To help taxpayers determine which filing status applies to them the IRS has an online tool “What Is My Filing Status?

Five US filing statuses:

Single: For those who are not married, divorced or legally separated.

Married Filing Jointly: Married couples can choose to file a joint tax return. Widow(er)s can also use this in the year their spouse died.

Married Filing Separately: Married couples also have the choice of filing separately if it is more financially beneficial.

Head of Household: The IRS cautions not to choose the by mistake and special rules apply to qualify for this filing status. Generally, this status applies if you are not married and must have paid more than half the cost of keeping up a home for yourself and a qualifying person.

Qualifying Widow(er) with Dependent Child: This status is similar to married filing jointly. It is applicable for only two years and conditions apply.

For more information check the Dependents, Standard Deduction, and Filing Information in Publication 501.

How to calculate your tax bracket

As you sit down to figure out your tax bracket, you’ll want to pull together documents for all income that you’ve receive during the year, as well as receipts for expenses incurred over the year, be they for work, education or childcare. You’ll also want to breakout a pad of paper and calculator or enter the information on a digital spread sheet.

You will need to report all of your income whether taxable and non-taxable when you file, however you will only pay taxes on your "taxable income figure" that you'll need to work out through some calculations. You will need to calculate your total income both earned and unearned to get your gross annual income. Mind you the Economic Impact Payments, or stimulus checks, and the advance Child Tax Credit payments are not income but an advance on a tax rebate from the federal government. Unemployment compensation, although considered unearned income, is taxable.

Next subtract any adjustments, or above-the-line deductions, to figure out your adjusted gross income (AGI). These can include contributions to a traditional IRA, student loan interest, health savings account, self-employment deductions, and other expenses. For more guidance check the IRS Publication 17.
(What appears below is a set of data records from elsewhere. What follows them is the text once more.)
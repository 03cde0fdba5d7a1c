use std::path::PathBuf;

use thiserror::Error;

use crate::store::EntityStore;

pub mod in_memory;
pub mod json_file;

#[derive(Debug, Error)]
pub enum PersistenceError {
    #[error("Failed to access `{path}`: {source}")]
    Io {
        path: PathBuf,
        #[source]
        source: std::io::Error,
    },
    #[error("Malformed ledger document: {0}")]
    Malformed(#[from] serde_json::Error),
    #[error("Storage rejected the write: {0}")]
    Rejected(String),
}

/// Where the ledger document lives between runs.
///
/// `save` always receives the complete store and replaces whatever was
/// stored before.
pub trait LedgerStorage {
    /// `Ok(None)` when nothing has been stored yet.
    fn load(&self) -> Result<Option<EntityStore>, PersistenceError>;

    fn save(&self, store: &EntityStore) -> Result<(), PersistenceError>;
}

/// Blank input counts as "no document".
pub(crate) fn decode(content: &str) -> Result<Option<EntityStore>, PersistenceError> {
    if content.trim().is_empty() {
        return Ok(None);
    }
    Ok(Some(serde_json::from_str(content)?))
}

pub(crate) fn encode(store: &EntityStore) -> Result<String, PersistenceError> {
    Ok(serde_json::to_string_pretty(store)?)
}
/// Banks, customers and accounts, as stored in the ledger document.
pub mod model;

/// Sequential customer and account identifiers, re-derived from loaded data.
pub mod counter;

/// In-memory collections of all ledger entities, plus the first-run
/// bootstrap of a default bank and administrator.
pub mod store;

/// Storage interface for the ledger document, with a JSON file and an
/// "in memory" implementation.
pub mod storage;

/// Password hashing, customer registration and authentication.
pub mod identity;

/// The ledger itself. Serializes every operation behind one lock and saves
/// the whole store after each successful mutation.
pub mod ledger;

/// Where the ledger document lives and how the first administrator is
/// seeded. Every default can be overridden from the environment.
pub mod config;

/// Batch processing for the binary: reads ledger operations from CSV and
/// prints accounts as CSV. Lives in the library so integration tests can
/// drive it.
pub mod bin_utils;

pub use config::{HashParams, LedgerConfig};
pub use ledger::{EntityKind, Ledger, LedgerError, ValidationError, operations::percent_to_rate};
pub use model::{Account, Bank, Customer, Role};
pub use storage::{
    LedgerStorage, PersistenceError, in_memory::InMemoryStorage, json_file::JsonFileStorage,
};
pub use store::EntityStore;
use std::sync::Arc;

use async_trait::async_trait;

use crate::domain::health::model::Readiness;
use crate::domain::health::probe::DatabaseProbe;
use crate::domain::health::use_cases::check_readiness::CheckReadinessUseCase;
use crate::domain::logger::Logger;

pub struct CheckReadinessUseCaseImpl {
    pub probe: Arc<dyn DatabaseProbe>,
    pub logger: Arc<dyn Logger>,
}

#[async_trait]
impl CheckReadinessUseCase for CheckReadinessUseCaseImpl {
    async fn execute(&self) -> Readiness {
        self.logger.debug("Checking database readiness");

        match self.probe.server_version().await {
            Ok(version) => Readiness::up(version),
            Err(err) => {
                self.logger
                    .warn(&format!("Database readiness check failed: {err}"));
                Readiness::down()
            }
        }
    }
}
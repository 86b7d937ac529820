use std::time::Duration;

use persistence::connection_string::ConnectionString;
use persistence::db::DatabaseConfig;
use persistence::server_version::{DEFAULT_SERVER_VERSION, ServerVersion};

use super::configuration::{Configuration, ConfigurationError};
use crate::setup::error::StartupError;

/// Name of the connection string under `ConnectionStrings`.
pub const CONNECTION_STRING_NAME: &str = "DefaultConnection";

/// Read database settings from the merged configuration
///
/// Keys:
/// - ConnectionStrings:DefaultConnection: MySQL connection string (required)
/// - Database:ServerVersion: engine descriptor (default: "8.0.34-mysql")
/// - Database:MaxConnections: pool size (default: 5)
/// - Database:AcquireTimeoutSeconds: pool acquire timeout (default: 30)
///
/// # Errors
/// Returns a configuration error if the connection string is missing, blank
/// or unparsable, and a version error if the descriptor cannot be parsed.
/// Nothing here touches the network.
pub fn load_database_config(config: &Configuration) -> Result<DatabaseConfig, StartupError> {
    let raw = config.require_connection_string(CONNECTION_STRING_NAME)?;
    let connection_string =
        ConnectionString::parse(raw).map_err(|e| ConfigurationError::InvalidValue {
            key: format!("ConnectionStrings:{CONNECTION_STRING_NAME}"),
            reason: e.to_string(),
        })?;

    let section = &config.database;
    let server_version = ServerVersion::parse(
        section
            .server_version
            .as_deref()
            .unwrap_or(DEFAULT_SERVER_VERSION),
    )?;

    let mut database = DatabaseConfig::new(connection_string, server_version);
    if let Some(max_connections) = section.max_connections {
        database = database.with_max_connections(max_connections);
    }
    if let Some(seconds) = section.acquire_timeout_seconds {
        database = database.with_acquire_timeout(Duration::from_secs(seconds));
    }

    Ok(database)
}
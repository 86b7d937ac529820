pub mod dto;
pub mod routes;
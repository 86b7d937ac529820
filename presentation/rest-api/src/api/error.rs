use std::fmt::Display;

use poem::http::StatusCode;
use poem_openapi::{Object, payload::Json};

/// Error body returned by middleware and controllers.
///
/// `message` carries a code-style identifier such as `auth.missing_bearer`.
#[derive(Object, Debug)]
pub struct ErrorResponse {
    pub name: String,
    pub message: String,
}

impl ErrorResponse {
    pub fn new(name: &str, error: &impl Display) -> Self {
        Self {
            name: name.to_string(),
            message: error.to_string(),
        }
    }
}

pub trait IntoErrorResponse {
    fn into_error_response(self) -> (StatusCode, Json<ErrorResponse>);
}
You can then subtract both itemized tax deductions and the standard deduction from your AGI. To further lower your taxable income amount, subtract any tax exemptions that you are eligible for. With that you have arrived at the figure for your taxable income, and you can now determine which of the seven tax brackets you fall into.

2021 Tax Brackets

Single filers

  • 37% for income over $523,600
  • 35% for income over $209,425
  • 32% for income over $164,925
  • 24% for income over $86,375
  • 22% for income over $40,525
  • 12% for income over $9,950
  • 10% for income of $9,950 or less

Married couples filing separately

  • 37% for income over $314,150
  • 35% for income over $209,425
  • 32% for income over $164,925
  • 24% for income over $86,375
  • 22% for income over $40,525
  • 12% for income over $9,950
  • 10% for income of $9,950 or less

Married couples filing jointly & surviving spouses

  • 37% for income over $628,300
  • 35% for income over $418,850
  • 32% for income over $329,850
  • 24% for income over $172,750
  • 22% for income over $81,050
  • 12% for inccome over $19,900
  • 10% for income of $19,900 or less

Head of Household

  • 37% for income over $523,600
  • 35% for income over $209,400
  • 32% for income over $164,900
  • 24% for income over $86,350
  • 22% for income over $54,200
  • 12% for income over $14,200
  • 10% for income of $14,200 or less

Calculating the tax you owe

The tax brackets are progressive, so if you file as a single filer and have a taxable income of $50,000, you don’t pay 22 percent on the whole of your taxable income. You would pay 10 percent on the first $9,950 ($995), 12 percent on the income between $9,950 and $40,525 ($3,669), and then 22 percent on the remaining $9,475 ($2,084.50) for a total of $6,748.50 as opposed to $11,000.

However, keep in mind that you may be eligible for tax credits based on your AGI that would reduce what you owe. Or, if they are refundable, such as the Earned Income Tax Credit (EITC) or the Child and Dependent Care Credit, even give you a tax refund.